Os réus que respondem pelo assassinato da líder quilombola Mãe Bernadete , na Bahia, serão julgados a partir da próxima terça-feira (24) no Tribunal do Júri do estado. Arielson da Conceição Santos e Marílio dos Santos foram processados pelo crime, cometido em agosto de 2023.
O caso ganhou repercussão nacional e, com a data marcada para o julgamento no júri popular, entidades de defesa dos direitos humanos já se mobilizam para a sensibilização por um julgamento justo.
Uma delas é a Anistia Internacional Brasil. A diretora executiva da organização, Jurema Werneck, defende que o Estado brasileiro tem o dever de garantir a proteção, a justiça e a reparação para quem defende seus territórios.
"Este julgamento precisa ser um marco de verdade, justiça e reparação. Não apenas para sua família e seu quilombo, mas para todas as pessoas defensoras de direitos humanos no Brasil".
Jurema Werneck ressalta que o homicídio não é um caso isolado, mas revela um padrão de violência, racismo e conflitos territoriais que atingem comunidades quilombolas e defensores e defensoras no Brasil.
"Esperamos um júri independente, transparente e que avance na responsabilização de todos os envolvidos. Porque defender direitos humanos não pode custar vidas".
Maria Bernadete Pacífico, conhecida como Mãe Bernadete , foi assassinada com 25 tiros dentro de casa, na sede do Quilombo Pitanga dos Palmares, em Simões Filho, na Região Metropolitana de Salvador.
Acusado pelo crime, Arielson da Conceição Santos está preso preventivamente. Já Marílio dos Santos continua foragido da Justiça.

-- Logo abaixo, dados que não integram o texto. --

use chrono::{NaiveDate, NaiveDateTime};
use diesel::prelude::*;

use crate::domain::customer::{
    Customer as DomainCustomer, NewCustomer as DomainNewCustomer,
    UpdateCustomer as DomainUpdateCustomer,
};

#[derive(Debug, Clone, Identifiable, Queryable, Selectable)]
#[diesel(table_name = crate::schema::customers)]
pub struct Customer {
    pub id: i32,
    pub first_name: String,
    pub last_name: String,
    pub phone: String,
    pub birth_date: Option<NaiveDate>,
    pub note: Option<String>,
    pub points: i32,
    pub level: String,
    pub referred_by: Option<i32>,
    pub created_at: NaiveDateTime,
    pub updated_at: NaiveDateTime,
}

#[derive(Insertable)]
#[diesel(table_name = crate::schema::customers)]
pub struct NewCustomer<'a> {
    pub first_name: &'a str,
    pub last_name: &'a str,
    pub phone: &'a str,
    pub birth_date: Option<NaiveDate>,
    pub note: Option<&'a str>,
    pub referred_by: Option<i32>,
    pub updated_at: NaiveDateTime,
}

#[derive(AsChangeset)]
#[diesel(table_name = crate::schema::customers)]
#[diesel(treat_none_as_null = true)]
pub struct UpdateCustomer<'a> {
    pub first_name: &'a str,
    pub last_name: &'a str,
    pub phone: &'a str,
    pub birth_date: Option<NaiveDate>,
    pub note: Option<&'a str>,
    pub referred_by: Option<i32>,
    pub updated_at: NaiveDateTime,
}

impl From<Customer> for DomainCustomer {
    fn from(value: Customer) -> Self {
        Self {
            id: value.id,
            first_name: value.first_name,
            last_name: value.last_name,
            phone: value.phone,
            birth_date: value.birth_date,
            note: value.note,
            points: value.points,
            level: value.level.as_str().into(),
            referred_by: value.referred_by,
            created_at: value.created_at,
            updated_at: value.updated_at,
        }
    }
}

impl<'a> From<&'a DomainNewCustomer> for NewCustomer<'a> {
    fn from(value: &'a DomainNewCustomer) -> Self {
        Self {
            first_name: value.first_name.as_str(),
            last_name: value.last_name.as_str(),
            phone: value.phone.as_str(),
            birth_date: value.birth_date,
            note: value.note.as_deref(),
            referred_by: value.referred_by,
            updated_at: value.updated_at,
        }
    }
}

impl<'a> From<&'a DomainUpdateCustomer> for UpdateCustomer<'a> {
    fn from(value: &'a DomainUpdateCustomer) -> Self {
        Self {
            first_name: value.first_name.as_str(),
            last_name: value.last_name.as_str(),
            phone: value.phone.as_str(),
            birth_date: value.birth_date,
            note: value.note.as_deref(),
            referred_by: value.referred_by,
            updated_at: value.updated_at,
        }
    }
}
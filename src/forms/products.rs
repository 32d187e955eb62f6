use serde::Deserialize;
use thiserror::Error;
use validator::{Validate, ValidationErrors};

use crate::domain::product::{NewProduct, UpdateProduct};
use crate::forms::{sanitize_inline_text, sanitize_multiline_text};

/// Maximum allowed length for the size field.
const SIZE_MAX_LEN: usize = 64;
const SIZE_MAX_LEN_VALIDATOR: u64 = SIZE_MAX_LEN as u64;

/// Maximum allowed length for the kind and color fields.
const ATTR_MAX_LEN: usize = 64;
const ATTR_MAX_LEN_VALIDATOR: u64 = ATTR_MAX_LEN as u64;

/// Maximum allowed length for a product description.
const DESCRIPTION_MAX_LEN: usize = 512;
const DESCRIPTION_MAX_LEN_VALIDATOR: u64 = DESCRIPTION_MAX_LEN as u64;

/// Discounts are percentages.
const DISCOUNT_MAX: i32 = 100;

/// Result type returned by the product form helpers.
pub type ProductFormResult<T> = Result<T, ProductFormError>;

/// Errors that can occur while processing product forms.
#[derive(Debug, Error)]
pub enum ProductFormError {
    /// Validation failures from the `validator` crate.
    #[error("validation failed: {0}")]
    Validation(#[from] ValidationErrors),
    /// The provided size is empty after sanitization.
    #[error("product size cannot be empty")]
    EmptySize,
}

/// Form payload emitted when submitting the "Add product" form.
///
/// The unique product code is generated at insert time, never entered
/// by the user.
#[derive(Debug, Deserialize, Validate)]
pub struct AddProductForm {
    /// Size or dimensions entered by the user.
    #[validate(length(min = 1, max = SIZE_MAX_LEN_VALIDATOR))]
    pub size: String,
    /// Optional product kind.
    #[validate(length(max = ATTR_MAX_LEN_VALIDATOR))]
    pub kind: Option<String>,
    /// Optional color.
    #[validate(length(max = ATTR_MAX_LEN_VALIDATOR))]
    pub color: Option<String>,
    /// Price per unit in smallest currency units.
    #[validate(range(min = 0))]
    pub price: i64,
    /// Default discount percentage suggested for this product.
    #[validate(range(min = 0, max = DISCOUNT_MAX))]
    pub default_discount: i32,
    /// Optional longer description.
    #[validate(length(max = DESCRIPTION_MAX_LEN_VALIDATOR))]
    pub description: Option<String>,
}

impl AddProductForm {
    /// Validates and sanitizes the payload into a domain `NewProduct`.
    pub fn into_new_product(self) -> ProductFormResult<NewProduct> {
        self.validate()?;

        let sanitized_size = sanitize_inline_text(&self.size);
        if sanitized_size.is_empty() {
            return Err(ProductFormError::EmptySize);
        }

        let mut new_product =
            NewProduct::new(sanitized_size, self.price).with_default_discount(self.default_discount);

        if let Some(kind) = self
            .kind
            .as_deref()
            .map(sanitize_inline_text)
            .filter(|value| !value.is_empty())
        {
            new_product = new_product.with_kind(kind);
        }

        if let Some(color) = self
            .color
            .as_deref()
            .map(sanitize_inline_text)
            .filter(|value| !value.is_empty())
        {
            new_product = new_product.with_color(color);
        }

        if let Some(description) = self
            .description
            .as_deref()
            .map(sanitize_multiline_text)
            .filter(|value| !value.is_empty())
        {
            new_product = new_product.with_description(description);
        }

        Ok(new_product)
    }
}

/// Form payload emitted when editing an existing product.
///
/// The generated code never changes after creation, so it is absent
/// here.
#[derive(Debug, Deserialize, Validate)]
pub struct EditProductForm {
    /// Identifier of the product to update.
    #[validate(range(min = 1))]
    pub id: i32,
    /// Updated size or dimensions.
    #[validate(length(min = 1, max = SIZE_MAX_LEN_VALIDATOR))]
    pub size: String,
    /// Updated kind; empty or missing clears it.
    #[validate(length(max = ATTR_MAX_LEN_VALIDATOR))]
    pub kind: Option<String>,
    /// Updated color; empty or missing clears it.
    #[validate(length(max = ATTR_MAX_LEN_VALIDATOR))]
    pub color: Option<String>,
    /// Updated price per unit in smallest currency units.
    #[validate(range(min = 0))]
    pub price: i64,
    /// Updated default discount percentage.
    #[validate(range(min = 0, max = DISCOUNT_MAX))]
    pub default_discount: i32,
    /// Updated description; empty or missing clears it.
    #[validate(length(max = DESCRIPTION_MAX_LEN_VALIDATOR))]
    pub description: Option<String>,
}

impl EditProductForm {
    /// Validates and sanitizes the payload into a domain `UpdateProduct`.
    pub fn into_update_product(self) -> ProductFormResult<UpdateProduct> {
        self.validate()?;

        let sanitized_size = sanitize_inline_text(&self.size);
        if sanitized_size.is_empty() {
            return Err(ProductFormError::EmptySize);
        }

        let kind = self
            .kind
            .as_deref()
            .map(sanitize_inline_text)
            .filter(|value| !value.is_empty());

        let color = self
            .color
            .as_deref()
            .map(sanitize_inline_text)
            .filter(|value| !value.is_empty());

        let description = self
            .description
            .as_deref()
            .map(sanitize_multiline_text)
            .filter(|value| !value.is_empty());

        Ok(UpdateProduct {
            size: sanitized_size,
            kind,
            color,
            price: self.price,
            default_discount: self.default_discount,
            description,
            updated_at: chrono::Utc::now().naive_utc(),
        })
    }
}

Os dois respondem por homicídio qualificado (por motivo torpe, meio cruel e impossibilidade de defesa da vítima), além de feminicídio e outros crimes.
O assassinato de Mãe Bernadete ocorreu mesmo depois de a vítima denunciar frequentes ameaças. A líder quilombola, inclusive, fazia parte do Programa de Proteção aos Defensores de Direitos Humanos, do Ministério dos Direitos Humanos e da Cidadania.